Tage vor der offiziellen Veröffentlichung ist der neue "Harry Potter"-Roman angeblich im Netz aufgetaucht.
Es ist eines der am strengsten gehüteten Geheimnisse der Verlagsbranche: Wie endet die "Harry Potter"-Reihe? Was passiert auf der letzten Seite des letzten, siebenten Bands der Jungzauberer-Saga? Wird Harry Potter sterben, wie viele vermuten, oder trifft es andere liebgewonnene Figuren aus der Fantasy-Welt?

Geht es nach Autorin Joanne K. Rowling und ihren Verlagen Bloomsbury und Scholastic, wird man die Antworten frühestens am Samstag um Punkt 0.01 Uhr britischer Zeit (1.01 Uhr MESZ) wissen. Dann darf "Harry Potter and the Deathly Hallows", die englischsprachige Originalausgabe des siebenten Romans, offiziell verkauft werden.

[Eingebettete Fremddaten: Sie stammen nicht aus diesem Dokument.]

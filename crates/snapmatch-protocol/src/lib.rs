//! Wire protocol for Snapmatch.
//!
//! This crate defines the "language" that clients and the server speak over
//! a room's realtime channel, plus the room state snapshot both sides share:
//!
//! - **Identity** ([`PlayerId`], [`RoomCode`]) — who and where.
//! - **Inbound** ([`ClientMessage`]) — the commands a client may send.
//! - **Outbound** ([`ServerMessage`]) — the events the server broadcasts,
//!   each tagged by `type` in JSON.
//! - **Snapshot** ([`RoomSnapshot`]) — the full post-mutation room state
//!   carried by most outbound events.
//!
//! The protocol layer knows nothing about sockets or rooms — it only
//! defines shapes and their JSON representation.

mod snapshot;
mod types;

pub use snapshot::RoomSnapshot;
pub use types::{ClientMessage, PlayerId, Recipient, RoomCode, ServerMessage};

Doch nun ist offenbar das Worst-Case-Szenario für die Verlage eingetreten: Trotz aller Sicherheitsvorkehrungen ist das Buch Tage vor der Veröffentlichung im Internet aufgetaucht.

759 Seiten abfotografiert
In einschlägigen Tauschbörsen kursiert seit kurzem eine Sammlung von JPG-Fotos des Bandes. Die Bilder zeigen die Hand eines Mannes, der eine US-Ausgabe hält und jede Doppelseite abfotografiert hat. Insgesamt sind 759 Seiten des Buches abgebildet - nicht in bester Qualität, aber auf jeden Fall lesbar.

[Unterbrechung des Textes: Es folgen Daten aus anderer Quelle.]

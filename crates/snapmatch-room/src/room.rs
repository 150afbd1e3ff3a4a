//! Room actor: an isolated Tokio task that owns one room's state.
//!
//! Each room runs in its own task, communicating with the outside world
//! through an mpsc channel. Joins, guesses, and timer expiries are all
//! processed one at a time in arrival order — that serialization is the
//! exactly-once guarantee for round resolution, with no locks involved.

use snapmatch_protocol::{
    ClientMessage, PlayerId, Recipient, RoomCode, RoomSnapshot, ServerMessage,
};
use tokio::sync::{mpsc, oneshot};
use tokio::time::Instant;

use crate::{GameConfig, Round, RoomError, RoomPhase};
use crate::round::GuessOutcome;

/// Maximum participants in a normal room. Solo rooms cap at one.
const MAX_PLAYERS: usize = 2;

/// Channel sender for delivering outbound events to one participant.
///
/// Unbounded on purpose: broadcast is fire-and-forget relative to state
/// mutation, so a slow socket can never block the actor.
pub type PlayerSender = mpsc::UnboundedSender<ServerMessage>;

/// Identity assigned to a participant when their join is accepted.
#[derive(Debug, Clone)]
pub struct JoinedPlayer {
    pub player_id: PlayerId,
    pub player_name: String,
}

/// A snapshot of room metadata (not the game state itself).
#[derive(Debug, Clone)]
pub struct RoomInfo {
    pub code: RoomCode,
    pub phase: RoomPhase,
    pub player_count: usize,
    pub capacity: usize,
    pub solo_mode: bool,
}

/// Commands sent to a room actor through its channel.
pub(crate) enum RoomCommand {
    /// Add a participant; replies with their assigned identity.
    Join {
        sender: PlayerSender,
        reply: oneshot::Sender<Result<JoinedPlayer, RoomError>>,
    },

    /// Remove a participant; replies with the remaining count so the
    /// caller can tell the registry when the room is empty.
    Leave {
        player_id: PlayerId,
        reply: oneshot::Sender<usize>,
    },

    /// Deliver a client command from a participant.
    Message {
        sender: PlayerId,
        msg: ClientMessage,
    },

    /// Request the current room metadata.
    Info { reply: oneshot::Sender<RoomInfo> },

    /// Shut down the room.
    Shutdown,
}

/// Handle to a running room actor. Cheap to clone — the registry holds
/// one per room, and each connection task holds one for its room.
#[derive(Clone)]
pub struct RoomHandle {
    code: RoomCode,
    sender: mpsc::Sender<RoomCommand>,
}

impl RoomHandle {
    /// The room's code.
    pub fn code(&self) -> &RoomCode {
        &self.code
    }

    /// Requests to join the room, registering an outbound event channel.
    pub async fn join(
        &self,
        sender: PlayerSender,
    ) -> Result<JoinedPlayer, RoomError> {
        let (reply_tx, reply_rx) = oneshot::channel();
        self.sender
            .send(RoomCommand::Join {
                sender,
                reply: reply_tx,
            })
            .await
            .map_err(|_| RoomError::Unavailable(self.code.clone()))?;
        reply_rx
            .await
            .map_err(|_| RoomError::Unavailable(self.code.clone()))?
    }

    /// Removes a participant. Returns how many remain.
    pub async fn leave(&self, player_id: PlayerId) -> Result<usize, RoomError> {
        let (reply_tx, reply_rx) = oneshot::channel();
        self.sender
            .send(RoomCommand::Leave {
                player_id,
                reply: reply_tx,
            })
            .await
            .map_err(|_| RoomError::Unavailable(self.code.clone()))?;
        reply_rx
            .await
            .map_err(|_| RoomError::Unavailable(self.code.clone()))
    }

    /// Forwards a client command to the room (fire-and-forget).
    pub async fn send(
        &self,
        sender: PlayerId,
        msg: ClientMessage,
    ) -> Result<(), RoomError> {
        self.sender
            .send(RoomCommand::Message { sender, msg })
            .await
            .map_err(|_| RoomError::Unavailable(self.code.clone()))
    }

    /// Requests the current room metadata.
    pub async fn info(&self) -> Result<RoomInfo, RoomError> {
        let (reply_tx, reply_rx) = oneshot::channel();
        self.sender
            .send(RoomCommand::Info { reply: reply_tx })
            .await
            .map_err(|_| RoomError::Unavailable(self.code.clone()))?;
        reply_rx
            .await
            .map_err(|_| RoomError::Unavailable(self.code.clone()))
    }

    /// Tells the room to shut down. Already-stopped rooms are fine.
    pub async fn shutdown(&self) {
        let _ = self.sender.send(RoomCommand::Shutdown).await;
    }
}

// ---------------------------------------------------------------------------
// Actor internals
// ---------------------------------------------------------------------------

/// The single pending timer for a room.
///
/// A room never has an expiry and an intermission pending at once, so one
/// slot is enough — and overwriting the slot on early resolution *is* the
/// timer cancellation, atomic with the state change that caused it.
enum Timer {
    Idle,
    /// The current round expires at `at`; `round` guards against a stale
    /// fire racing a just-resolved or replaced round.
    RoundExpiry { round: u64, at: Instant },
    /// Pause between a resolved round and the automatic next one.
    NextRound { at: Instant },
}

impl Timer {
    fn deadline(&self) -> Option<Instant> {
        match self {
            Self::Idle => None,
            Self::RoundExpiry { at, .. } | Self::NextRound { at } => Some(*at),
        }
    }
}

struct Player {
    id: PlayerId,
    name: String,
    score: u32,
    sender: PlayerSender,
}

/// The internal room actor state. Runs inside a Tokio task.
struct RoomActor {
    code: RoomCode,
    solo_mode: bool,
    phase: RoomPhase,
    config: GameConfig,
    /// Participants in join order.
    players: Vec<Player>,
    next_player_id: u64,
    round_counter: u64,
    round: Option<Round>,
    timer: Timer,
    receiver: mpsc::Receiver<RoomCommand>,
}

/// Sleeps until `deadline`, or pends forever when there is none so the
/// actor's `select!` only ever wakes on commands.
async fn wait_until(deadline: Option<Instant>) {
    match deadline {
        Some(at) => tokio::time::sleep_until(at).await,
        None => std::future::pending().await,
    }
}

Potter-Fans grübeln nun, ob die Fotos echt sind oder ob sich tatsächlich jemand die Mühe gemacht hat, fast 800 Seiten falschen Romantext zu verfassen, im "Potter"-Buchdesign zu setzen und abzufotografieren.

Verlag hält sich bedeckt
Rowlings britischer Verlag Bloomsbury will die Echtheit jedenfalls "weder bestätigen noch dementieren".

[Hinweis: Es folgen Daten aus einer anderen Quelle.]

//! The symbol catalog: the pool of names the generator draws from.

use std::fs;
use std::path::Path;

use crate::GameError;

/// Built-in symbol names used when no catalog file is configured.
///
/// The generator needs `2 * card_size - 1` distinct entries; this list is
/// comfortably larger than the 15 required for the default card size of 8.
const DEFAULT_SYMBOLS: &[&str] = &[
    "banana peel",
    "toothbrush",
    "angry cat",
    "toilet paper roll",
    "screaming sun",
    "spilled coffee",
    "dancing pickle",
    "flying pizza",
    "confused robot",
    "melting clock",
    "rubber duck",
    "haunted sock",
    "grumpy cloud",
    "sneaky ninja",
    "invisible sandwich",
    "disco ball",
    "left shoe",
    "broken umbrella",
    "winking moon",
    "suspicious broccoli",
    "tiny accordion",
    "upside-down turtle",
    "sleepy volcano",
    "juggling octopus",
];

/// An ordered pool of symbol names available to the generator.
///
/// Construction deduplicates by value while preserving first-occurrence
/// order: the exactly-one-match guarantee compares symbols by value, so a
/// duplicated name in the input would otherwise let both halves of a pair
/// contain "the same" symbol twice.
#[derive(Debug, Clone, PartialEq, Eq)]
pub struct Catalog {
    symbols: Vec<String>,
}

impl Catalog {
    /// Creates a catalog from a list of names, dropping duplicate values.
    pub fn new(symbols: impl IntoIterator<Item = String>) -> Self {
        let mut seen = std::collections::HashSet::new();
        let symbols = symbols
            .into_iter()
            .map(|s| s.trim().to_string())
            .filter(|s| !s.is_empty() && seen.insert(s.clone()))
            .collect();
        Self { symbols }
    }

    /// Loads a catalog from a text file, one symbol per line.
    ///
    /// Blank lines are skipped. Fails with [`GameError::CatalogUnreadable`]
    /// if the file cannot be read.
    pub fn from_file(path: impl AsRef<Path>) -> Result<Self, GameError> {
        let contents = fs::read_to_string(path)?;
        Ok(Self::new(contents.lines().map(str::to_string)))
    }

    /// Number of distinct symbols in the catalog.
    pub fn len(&self) -> usize {
        self.symbols.len()
    }

    /// Whether the catalog is empty.
    pub fn is_empty(&self) -> bool {
        self.symbols.is_empty()
    }

    /// The symbol at `index`. Panics if out of range.
    pub(crate) fn symbol(&self, index: usize) -> &str {
        &self.symbols[index]
    }

    /// All symbols in catalog order.
    pub fn symbols(&self) -> &[String] {
        &self.symbols
    }

    /// Checks that the catalog can supply a card pair of the given size.
    ///
    /// This is the ConfigurationError precondition from the round
    /// generator, exposed separately so servers can fail fast at startup
    /// instead of at first round start.
    pub fn check_card_size(&self, card_size: usize) -> Result<(), GameError> {
        if card_size == 0 {
            return Err(GameError::InvalidCardSize(card_size));
        }
        let need = 2 * card_size - 1;
        if self.symbols.len() < need {
            return Err(GameError::CatalogTooSmall {
                need,
                have: self.symbols.len(),
            });
        }
        Ok(())
    }
}

impl Default for Catalog {
    fn default() -> Self {
        Self::new(DEFAULT_SYMBOLS.iter().map(|s| s.to_string()))
    }
}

"Viele Menschen versuchen wirklich schlaue Sachen. Sie schreiben das Buch nach oder wollen eine Kopie ins Internet stellen, um zu sagen, sie wüssten den Inhalt. Aber die Einzige, die das weiß, ist die Autorin Joanne K. Rowling", sagte Verlagssprecherin Lucy Holden am Mittwoch, und: "Unsere Anwälte kümmern sich darum."

Viele Fälschungen im Netz
Erst vor wenigen Wochen hatte ein Hacker behauptet, er sei ins Netzwerk des Verlags eingedrungen und habe Zugriff auf den Text erhalten - eine Behauptung, der nur wenig Glauben geschenkt wurde.

Angesichts des nötigen Aufwands glauben diesmal wenige an einen Scherz, auch wenn in den Tauschbörsen mehrere Versionen des abfotografierten US-Buchs und viele offensichtliche Fälschungen kursieren.

Aus einer öffentlichen Bibliothek?
Außerdem wird über die Quelle gerätselt:
"Ich kenne jemanden aus einer öffentlichen Bibliothek, der behauptet, er habe das Buch schon erhalten, aber er musste eine Vertraulichkeitserklärung unterschreiben", spekuliert ein User des beliebten Community-Weblogs MetaFilter.

Einige der Fotos zeigen, dass der Schutzumschlag mit Klebestreifen am Einband befestigt wurde - eine in Bibliotheken übliche Praxis. Und natürlich kursieren auch diverse Verschwörungstheorien: Es handle sich um eine gezielt von den Verlagen platzierte Desinformation, um den "Potter"-Hype noch mehr anzukurbeln.

Fansite-Betreiber überzeugt
Emerson Spartz und Doris Herrmann, die Betreiber der beiden großen "Potter"-Fansites MuggleNet und Leaky Cauldron, halten das abfotografierte Buch auf jeden Fall für authentisch. "Ich habe genug davon gelesen, um überzeugt zu sein", sagte Spartz der AP.

Der Vorfall wäre damit die größte Sicherheitspanne, die den Verlagen in Sachen "Potter" unterlaufen ist.

Geheimdienstmethoden
Scholastic und Bloomsbury betreiben einen riesigen Aufwand, um Band sieben bis zuletzt unter Verschluss zu halten. Alle Beteiligten - vom Verlagsmanager bis zum Druckereiarbeiter - müssen Geheimhaltungsvereinbarungen unterzeichnen. Druck und Auslieferung werden rund um die Uhr von Sicherheitsdiensten überwacht.

In Großbritannien hat Bloomsbury laut einem "Telegraph"-Bericht alle Lastwagen, die "Harry Potter and the Deathly Hallows" in die Geschäfte liefern, mit Satellitenverfolgungssystemen ausgestattet - allein diese Aktion soll nach Angaben der Zeitung umgerechnet fast 15 Millionen Euro gekostet haben.